■ What you should do: From the data below, return each line in which the string "TcpListener" is found.

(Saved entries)

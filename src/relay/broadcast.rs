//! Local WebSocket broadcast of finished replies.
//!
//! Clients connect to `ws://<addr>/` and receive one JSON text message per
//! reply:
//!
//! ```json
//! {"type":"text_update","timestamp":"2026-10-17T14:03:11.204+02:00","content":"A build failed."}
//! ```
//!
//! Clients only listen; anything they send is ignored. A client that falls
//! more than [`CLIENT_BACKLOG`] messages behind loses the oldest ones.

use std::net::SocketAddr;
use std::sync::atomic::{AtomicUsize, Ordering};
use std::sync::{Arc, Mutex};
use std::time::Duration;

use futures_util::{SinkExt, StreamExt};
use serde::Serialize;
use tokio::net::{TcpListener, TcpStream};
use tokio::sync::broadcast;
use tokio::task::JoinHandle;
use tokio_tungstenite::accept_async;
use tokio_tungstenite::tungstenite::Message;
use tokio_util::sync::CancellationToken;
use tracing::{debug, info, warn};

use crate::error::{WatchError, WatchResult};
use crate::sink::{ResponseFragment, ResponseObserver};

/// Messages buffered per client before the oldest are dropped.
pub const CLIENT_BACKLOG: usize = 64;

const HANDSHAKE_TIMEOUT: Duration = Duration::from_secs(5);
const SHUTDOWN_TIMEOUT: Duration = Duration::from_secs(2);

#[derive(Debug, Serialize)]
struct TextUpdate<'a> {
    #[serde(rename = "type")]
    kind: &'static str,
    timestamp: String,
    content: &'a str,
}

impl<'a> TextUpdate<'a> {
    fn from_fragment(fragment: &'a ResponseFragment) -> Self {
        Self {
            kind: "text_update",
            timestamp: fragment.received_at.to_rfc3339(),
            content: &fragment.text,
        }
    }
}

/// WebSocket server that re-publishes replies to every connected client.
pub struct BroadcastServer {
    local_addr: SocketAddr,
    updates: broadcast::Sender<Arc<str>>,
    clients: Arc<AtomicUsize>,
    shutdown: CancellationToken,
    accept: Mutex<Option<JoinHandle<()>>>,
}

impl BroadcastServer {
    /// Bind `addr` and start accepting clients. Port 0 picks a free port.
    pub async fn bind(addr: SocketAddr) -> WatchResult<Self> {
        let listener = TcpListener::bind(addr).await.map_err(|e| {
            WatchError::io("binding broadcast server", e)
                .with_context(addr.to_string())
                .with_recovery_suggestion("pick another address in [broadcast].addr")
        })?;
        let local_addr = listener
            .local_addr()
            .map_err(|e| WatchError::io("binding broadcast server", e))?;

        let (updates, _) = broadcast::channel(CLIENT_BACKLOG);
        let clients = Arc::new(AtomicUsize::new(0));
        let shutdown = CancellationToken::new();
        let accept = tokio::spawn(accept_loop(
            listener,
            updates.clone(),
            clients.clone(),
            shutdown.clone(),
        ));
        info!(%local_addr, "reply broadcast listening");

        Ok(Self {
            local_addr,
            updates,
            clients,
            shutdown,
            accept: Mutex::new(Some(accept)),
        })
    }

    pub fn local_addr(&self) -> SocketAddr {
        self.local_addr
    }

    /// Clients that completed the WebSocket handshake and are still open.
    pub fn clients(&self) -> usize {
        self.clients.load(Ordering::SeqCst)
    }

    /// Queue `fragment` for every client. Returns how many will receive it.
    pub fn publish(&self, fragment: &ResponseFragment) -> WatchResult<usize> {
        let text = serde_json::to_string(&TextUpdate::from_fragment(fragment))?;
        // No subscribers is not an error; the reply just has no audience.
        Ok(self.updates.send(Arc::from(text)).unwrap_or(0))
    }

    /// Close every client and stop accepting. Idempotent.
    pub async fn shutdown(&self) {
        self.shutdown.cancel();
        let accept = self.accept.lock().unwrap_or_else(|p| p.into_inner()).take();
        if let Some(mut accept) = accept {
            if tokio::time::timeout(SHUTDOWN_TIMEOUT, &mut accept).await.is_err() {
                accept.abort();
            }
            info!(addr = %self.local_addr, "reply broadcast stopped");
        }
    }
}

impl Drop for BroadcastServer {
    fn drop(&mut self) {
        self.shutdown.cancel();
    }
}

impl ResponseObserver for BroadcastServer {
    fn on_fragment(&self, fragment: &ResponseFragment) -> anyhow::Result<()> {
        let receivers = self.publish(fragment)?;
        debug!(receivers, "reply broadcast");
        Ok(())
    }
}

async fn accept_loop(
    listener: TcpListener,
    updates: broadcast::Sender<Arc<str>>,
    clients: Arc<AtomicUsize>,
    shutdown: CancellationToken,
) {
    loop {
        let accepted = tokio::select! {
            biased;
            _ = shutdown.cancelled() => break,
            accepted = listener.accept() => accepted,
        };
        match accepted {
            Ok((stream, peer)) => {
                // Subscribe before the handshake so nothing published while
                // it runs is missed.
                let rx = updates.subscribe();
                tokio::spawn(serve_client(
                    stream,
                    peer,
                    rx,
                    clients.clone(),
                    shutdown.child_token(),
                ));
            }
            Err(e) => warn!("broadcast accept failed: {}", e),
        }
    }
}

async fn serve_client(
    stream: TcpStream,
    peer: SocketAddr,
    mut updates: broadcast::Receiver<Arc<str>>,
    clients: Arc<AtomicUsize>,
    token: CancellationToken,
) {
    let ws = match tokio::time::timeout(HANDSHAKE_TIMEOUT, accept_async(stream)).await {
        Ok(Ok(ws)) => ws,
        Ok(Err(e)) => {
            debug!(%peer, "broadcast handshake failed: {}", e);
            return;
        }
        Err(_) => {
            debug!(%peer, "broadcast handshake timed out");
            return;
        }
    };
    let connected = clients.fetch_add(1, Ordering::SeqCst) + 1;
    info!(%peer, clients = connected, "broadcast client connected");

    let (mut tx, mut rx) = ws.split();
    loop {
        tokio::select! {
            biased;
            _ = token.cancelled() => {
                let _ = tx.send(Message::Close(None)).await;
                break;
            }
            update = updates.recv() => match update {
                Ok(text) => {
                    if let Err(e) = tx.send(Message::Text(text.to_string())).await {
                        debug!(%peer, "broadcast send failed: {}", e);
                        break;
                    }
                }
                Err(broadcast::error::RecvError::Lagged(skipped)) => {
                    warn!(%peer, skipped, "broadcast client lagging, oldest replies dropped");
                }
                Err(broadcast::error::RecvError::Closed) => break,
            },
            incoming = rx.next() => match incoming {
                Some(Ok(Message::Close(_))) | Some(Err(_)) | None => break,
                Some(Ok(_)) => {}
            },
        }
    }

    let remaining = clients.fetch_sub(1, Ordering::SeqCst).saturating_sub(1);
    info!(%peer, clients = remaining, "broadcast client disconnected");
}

■ Answer for this exercise:
use tokio::net::{TcpListener, TcpStream};
        let listener = TcpListener::bind(addr).await.map_err(|e| {
    listener: TcpListener,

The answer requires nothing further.